Changes in the level of gold production and long waves
This would have been a natural place to raise the question of what role changes in the value of money (gold) and the production levels of money material play in the proposed “long waves.” However, Mandel did not do this and ignored this question in “New Issues, New Clarifications.”
However, he did discuss this question in the first chapter of “Long Waves.”
“The correlation between fluctuations in gold production and long waves of economic development has fascinated many economic historians,” he wrote.
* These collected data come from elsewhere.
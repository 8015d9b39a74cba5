// Flowscript Library
// A small pipe-oriented language for orchestrating generative model agents
pub mod ast;
pub mod config;
pub mod parser;
pub mod runtime;
pub mod stack;

// Re-export the parsing entry points and the AST.
pub use ast::*;
pub use parser::{parse_expression, parse_program, ParseError, ParseErrorKind};

// Re-export the pieces needed to run a workflow.
pub use config::{ConfigError, FlowConfig};
pub use runtime::{
    EffectDispatcher, Evaluator, EvaluatorConfig, ModelBackend, RuntimeError, Value, Workflow,
    WorkflowError, WorkflowRunner,
};
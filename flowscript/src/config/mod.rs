//! Configuration for flowscript runs
//!
//! Loaded from TOML. Every key is optional; missing keys take the defaults
//! of [`EvaluatorConfig`] and [`RetryPolicy`].
//!
//! ```toml
//! [runtime]
//! max_call_depth = 256
//!
//! [model]
//! timeout_ms = 30000
//! grammar = "key-value"
//!
//! [backend]
//! kind = "http"
//! base_url = "https://api.openai.com/v1"
//! model = "gpt-4o-mini"
//! api_key_env = "OPENAI_API_KEY"
//! ```

use std::path::Path;
use std::sync::Arc;
use std::time::Duration;

use serde::{Deserialize, Serialize};
use thiserror::Error;

use crate::runtime::coercion::{grammar_by_name, ResponseGrammar};
use crate::runtime::dispatcher::{EffectDispatcher, RetryPolicy};
use crate::runtime::echo_host::EchoBackend;
use crate::runtime::evaluator::EvaluatorConfig;
use crate::runtime::host_interface::ModelBackend;

#[derive(Debug, Error)]
pub enum ConfigError {
    #[error("cannot read config file {path}: {source}")]
    Io {
        path: String,
        #[source]
        source: std::io::Error,
    },
    #[error("invalid config: {0}")]
    Toml(#[from] toml::de::Error),
    #[error("unknown response grammar `{0}` (expected \"json\" or \"key-value\")")]
    UnknownGrammar(String),
    #[error("invalid value for `{key}`: {reason}")]
    Invalid { key: &'static str, reason: String },
    #[error("backend `{0}` is not available in this build")]
    BackendUnavailable(String),
    #[error("environment variable `{0}` is not set")]
    MissingApiKey(String),
}

#[derive(Debug, Clone, Default, PartialEq, Serialize, Deserialize)]
#[serde(default)]
pub struct FlowConfig {
    pub runtime: RuntimeSettings,
    pub model: ModelSettings,
    pub backend: BackendSettings,
}

#[derive(Debug, Clone, PartialEq, Serialize, Deserialize)]
#[serde(default)]
pub struct RuntimeSettings {
    pub max_call_depth: usize,
    pub parallel_bindings: bool,
}

impl Default for RuntimeSettings {
    fn default() -> Self {
        let defaults = EvaluatorConfig::default();
        RuntimeSettings {
            max_call_depth: defaults.max_call_depth,
            parallel_bindings: defaults.parallel_bindings,
        }
    }
}

#[derive(Debug, Clone, PartialEq, Serialize, Deserialize)]
#[serde(default)]
pub struct ModelSettings {
    pub timeout_ms: u64,
    pub max_attempts: u32,
    pub initial_backoff_ms: u64,
    pub max_backoff_ms: u64,
    pub backoff_multiplier: f64,
    /// Grammar used by `object()`: "json" or "key-value".
    pub grammar: String,
}

impl Default for ModelSettings {
    fn default() -> Self {
        let policy = RetryPolicy::default();
        ModelSettings {
            timeout_ms: policy.timeout.as_millis() as u64,
            max_attempts: policy.max_attempts,
            initial_backoff_ms: policy.initial_backoff.as_millis() as u64,
            max_backoff_ms: policy.max_backoff.as_millis() as u64,
            backoff_multiplier: policy.backoff_multiplier,
            grammar: "json".to_string(),
        }
    }
}

#[derive(Debug, Clone, Copy, Default, PartialEq, Eq, Serialize, Deserialize)]
#[serde(rename_all = "lowercase")]
pub enum BackendKind {
    #[default]
    Echo,
    Http,
}

#[derive(Debug, Clone, PartialEq, Serialize, Deserialize)]
#[serde(default)]
pub struct BackendSettings {
    pub kind: BackendKind,
    pub base_url: String,
    pub model: String,
    /// Name of the environment variable holding the API key, if any.
    pub api_key_env: Option<String>,
}

impl Default for BackendSettings {
    fn default() -> Self {
        BackendSettings {
            kind: BackendKind::Echo,
            base_url: "http://localhost:8080/v1".to_string(),
            model: "default".to_string(),
            api_key_env: None,
        }
    }
}

impl FlowConfig {
    pub fn load(path: impl AsRef<Path>) -> Result<Self, ConfigError> {
        let path = path.as_ref();
        let content = std::fs::read_to_string(path).map_err(|source| ConfigError::Io {
            path: path.display().to_string(),
            source,
        })?;
        Self::from_toml_str(&content)
    }

    pub fn from_toml_str(content: &str) -> Result<Self, ConfigError> {
        let config: FlowConfig = toml::from_str(content)?;
        config.validate()?;
        Ok(config)
    }

    pub fn validate(&self) -> Result<(), ConfigError> {
        if self.model.max_attempts == 0 {
            return Err(ConfigError::Invalid {
                key: "model.max_attempts",
                reason: "must be at least 1".to_string(),
            });
        }
        if self.model.timeout_ms == 0 {
            return Err(ConfigError::Invalid {
                key: "model.timeout_ms",
                reason: "must be positive".to_string(),
            });
        }
        if !(self.model.backoff_multiplier >= 1.0) {
            return Err(ConfigError::Invalid {
                key: "model.backoff_multiplier",
                reason: format!("{} is below 1.0", self.model.backoff_multiplier),
            });
        }
        if self.runtime.max_call_depth == 0 {
            return Err(ConfigError::Invalid {
                key: "runtime.max_call_depth",
                reason: "must be at least 1".to_string(),
            });
        }
        self.grammar().map(|_| ())
    }

    pub fn evaluator_config(&self) -> EvaluatorConfig {
        EvaluatorConfig {
            max_call_depth: self.runtime.max_call_depth,
            parallel_bindings: self.runtime.parallel_bindings,
        }
    }

    pub fn retry_policy(&self) -> RetryPolicy {
        RetryPolicy {
            max_attempts: self.model.max_attempts,
            timeout: Duration::from_millis(self.model.timeout_ms),
            initial_backoff: Duration::from_millis(self.model.initial_backoff_ms),
            max_backoff: Duration::from_millis(self.model.max_backoff_ms),
            backoff_multiplier: self.model.backoff_multiplier,
        }
    }

    pub fn grammar(&self) -> Result<Arc<dyn ResponseGrammar>, ConfigError> {
        grammar_by_name(&self.model.grammar)
            .map(Arc::from)
            .ok_or_else(|| ConfigError::UnknownGrammar(self.model.grammar.clone()))
    }

    pub fn backend(&self) -> Result<Arc<dyn ModelBackend>, ConfigError> {
        match self.backend.kind {
            BackendKind::Echo => Ok(Arc::new(EchoBackend::new())),
            BackendKind::Http => self.http_backend(),
        }
    }

    #[cfg(feature = "http")]
    fn http_backend(&self) -> Result<Arc<dyn ModelBackend>, ConfigError> {
        let mut backend =
            crate::runtime::http_host::HttpBackend::new(&self.backend.base_url, &self.backend.model);
        if let Some(var) = &self.backend.api_key_env {
            let key = std::env::var(var).map_err(|_| ConfigError::MissingApiKey(var.clone()))?;
            backend = backend.with_api_key(key);
        }
        Ok(Arc::new(backend))
    }

    #[cfg(not(feature = "http"))]
    fn http_backend(&self) -> Result<Arc<dyn ModelBackend>, ConfigError> {
        Err(ConfigError::BackendUnavailable("http".to_string()))
    }

    /// Dispatcher over `backend` with this config's retry policy and grammar.
    pub fn dispatcher_for(&self, backend: Arc<dyn ModelBackend>) -> Result<EffectDispatcher, ConfigError> {
        Ok(EffectDispatcher::new(backend)
            .with_policy(self.retry_policy())
            .with_grammar(self.grammar()?))
    }

    pub fn dispatcher(&self) -> Result<EffectDispatcher, ConfigError> {
        self.dispatcher_for(self.backend()?)
    }
}
//! Backend for OpenAI-compatible chat completion endpoints.

use async_trait::async_trait;
use reqwest::{Client, StatusCode};
use serde::{Deserialize, Serialize};
use tracing::{debug, instrument};

use crate::runtime::host_interface::{BackendError, ModelBackend, ModelRequest};

#[derive(Debug, Clone)]
pub struct HttpBackend {
    client: Client,
    base_url: String,
    model: String,
    api_key: Option<String>,
}

impl HttpBackend {
    /// * `base_url` - API root, e.g. `https://api.openai.com/v1`
    /// * `model` - default model name; a `model` option on the template wins
    pub fn new(base_url: impl Into<String>, model: impl Into<String>) -> Self {
        HttpBackend {
            client: Client::new(),
            base_url: base_url.into().trim_end_matches('/').to_string(),
            model: model.into(),
            api_key: None,
        }
    }

    pub fn with_api_key(mut self, api_key: impl Into<String>) -> Self {
        self.api_key = Some(api_key.into());
        self
    }

    fn body(&self, request: &ModelRequest) -> Result<serde_json::Value, BackendError> {
        let mut body = serde_json::to_value(ChatRequest {
            model: &self.model,
            messages: vec![ChatMessage {
                role: "user",
                content: &request.prompt,
            }],
        })
        .map_err(|e| BackendError::permanent(format!("cannot encode request: {}", e)))?;
        if let Some(fields) = body.as_object_mut() {
            for (key, value) in &request.options {
                let value = value
                    .to_json()
                    .map_err(|e| BackendError::permanent(format!("option `{}`: {}", key, e)))?;
                fields.insert(key.clone(), value);
            }
        }
        Ok(body)
    }
}

#[derive(Serialize)]
struct ChatRequest<'a> {
    model: &'a str,
    messages: Vec<ChatMessage<'a>>,
}

#[derive(Serialize)]
struct ChatMessage<'a> {
    role: &'a str,
    content: &'a str,
}

#[derive(Deserialize)]
struct ChatResponse {
    choices: Vec<Choice>,
}

#[derive(Deserialize)]
struct Choice {
    message: ResponseMessage,
}

#[derive(Deserialize)]
struct ResponseMessage {
    #[serde(default)]
    content: Option<String>,
}

/// Throttling, request timeouts and server faults are worth retrying.
fn is_transient_status(status: StatusCode) -> bool {
    status == StatusCode::REQUEST_TIMEOUT
        || status == StatusCode::TOO_MANY_REQUESTS
        || status.is_server_error()
}

#[async_trait]
impl ModelBackend for HttpBackend {
    #[instrument(skip(self, request), fields(model = %self.model, sequence = request.sequence, attempt = request.attempt))]
    async fn invoke(&self, request: &ModelRequest) -> Result<String, BackendError> {
        let body = self.body(request)?;
        let mut call = self
            .client
            .post(format!("{}/chat/completions", self.base_url))
            .json(&body);
        if let Some(key) = &self.api_key {
            call = call.bearer_auth(key);
        }

        let response = call
            .send()
            .await
            .map_err(|e| BackendError::transient(format!("request failed: {}", e)))?;
        let status = response.status();
        if !status.is_success() {
            let detail = response.text().await.unwrap_or_default();
            let message = format!("endpoint returned {}: {}", status, detail.trim());
            return Err(if is_transient_status(status) {
                BackendError::transient(message)
            } else {
                BackendError::permanent(message)
            });
        }

        let parsed: ChatResponse = response
            .json()
            .await
            .map_err(|e| BackendError::permanent(format!("unreadable response: {}", e)))?;
        let content = parsed
            .choices
            .into_iter()
            .next()
            .and_then(|choice| choice.message.content)
            .ok_or_else(|| BackendError::permanent("response has no message content"))?;
        debug!(chars = content.len(), "chat completion received");
        Ok(content)
    }

    fn name(&self) -> &str {
        "http"
    }
}

#[cfg(test)]
mod tests {
    use super::*;
    use crate::runtime::values::Value;
    use indexmap::IndexMap;

    #[test]
    fn status_classification() {
        assert!(is_transient_status(StatusCode::TOO_MANY_REQUESTS));
        assert!(is_transient_status(StatusCode::BAD_GATEWAY));
        assert!(!is_transient_status(StatusCode::BAD_REQUEST));
        assert!(!is_transient_status(StatusCode::UNAUTHORIZED));
    }

    #[test]
    fn template_options_are_merged_into_the_body() {
        let backend = HttpBackend::new("http://localhost:8080/v1/", "small");
        let mut options = IndexMap::new();
        options.insert("temperature".to_string(), Value::Float(0.2));
        options.insert("model".to_string(), Value::string("large"));
        let request = ModelRequest {
            sequence: 1,
            attempt: 1,
            template: "t".into(),
            context: Value::Null,
            prompt: "hello".into(),
            options,
        };
        let body = backend.body(&request).unwrap();
        assert_eq!(body["model"], "large");
        assert_eq!(body["temperature"], 0.2);
        assert_eq!(body["messages"][0]["content"], "hello");
        assert_eq!(backend.base_url, "http://localhost:8080/v1");
    }
}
Mandel knew that “gold production fluctuates in a ‘counter-cyclic’ manner in response to the ups and downs of the capitalist economy.”
This raises the question: could the sharp increases in gold production that have occurred periodically throughout the capitalist mode of production be a factor, perhaps even the main factor, in the transition from a stagnating long wave to an expansionary long wave? Since Mandel himself points out the “counter-cyclical” tendencies of gold production — implying that the level of gold production is (counter)-cyclical, could this be the “missing” material basis for the proposed long cycle?
Indeed, in his book “Late Capitalism,” Mandel attributes to the Dutch Marxist J. van Gelderen — who Mandel considers after Parvus to be the founder of long-wave theory — the view that an expansionary long wave “is typically preceded by a major increase in gold production” [not a direct quote of van Gelderen but a paraphrase by Mandel].
Mandel, however, though he is enthusiastic about van Gelderen’s support of the long-wave concept, does not seem to think much of his linking of expansionary long waves to rises in gold production: “He [van Gelderen —SW] failed to realize that the question of additional capital investments cannot be reduced to the production of money material (i.e., gold production) but constitutes a problem of the additional production and accumulation of surplus value.”
Here it is Mandel who is confused. Before surplus value contained in a commodity can be transformed into capital — be accumulated — it must first be transformed into profit. Remember, the definition of profit is surplus value realized in the form of money that must always be measured in terms of he use value of the money commodity. The importance of this can never be underestimated. Surplus value that is not realized in the form of money is not profit. Unrealized surplus value cannot, under the capitalist mode of production, be accumulated in the form of new capital.
In the final chapter of the 1995 edition of “Long Waves,” Mandel did seem to partially correct the mistake he made in his criticism of van Gelderen. But in this chapter, Mandel ignored the whole question of the role that gold and gold production play in the realization of the value of commodities in general, including the portion of the value that represents surplus value.
Overall, Mandel, to the end of his days, continued to play down the role of changes in the level of gold production in the replacement of eras of rapid capitalist expansion with eras of semi-stagnant capitalism and the converse replacement of periods of semi-stagnant capitalism with periods of rapidly expanding capitalism.
This is true even though — unlike so many of our modern Marxists, as well as some Marxists from the era of the pre-World War I Second International, such as, for example, Rudolph Hilferding — Mandel did not accept the claim that gold in its role as “real money” — the commodity that in its use value measures the values of all other commodities — has been or can be replaced by “non-commodity” money under the capitalist mode of production.
In “Long Waves,” Mandel is quite explicit about this.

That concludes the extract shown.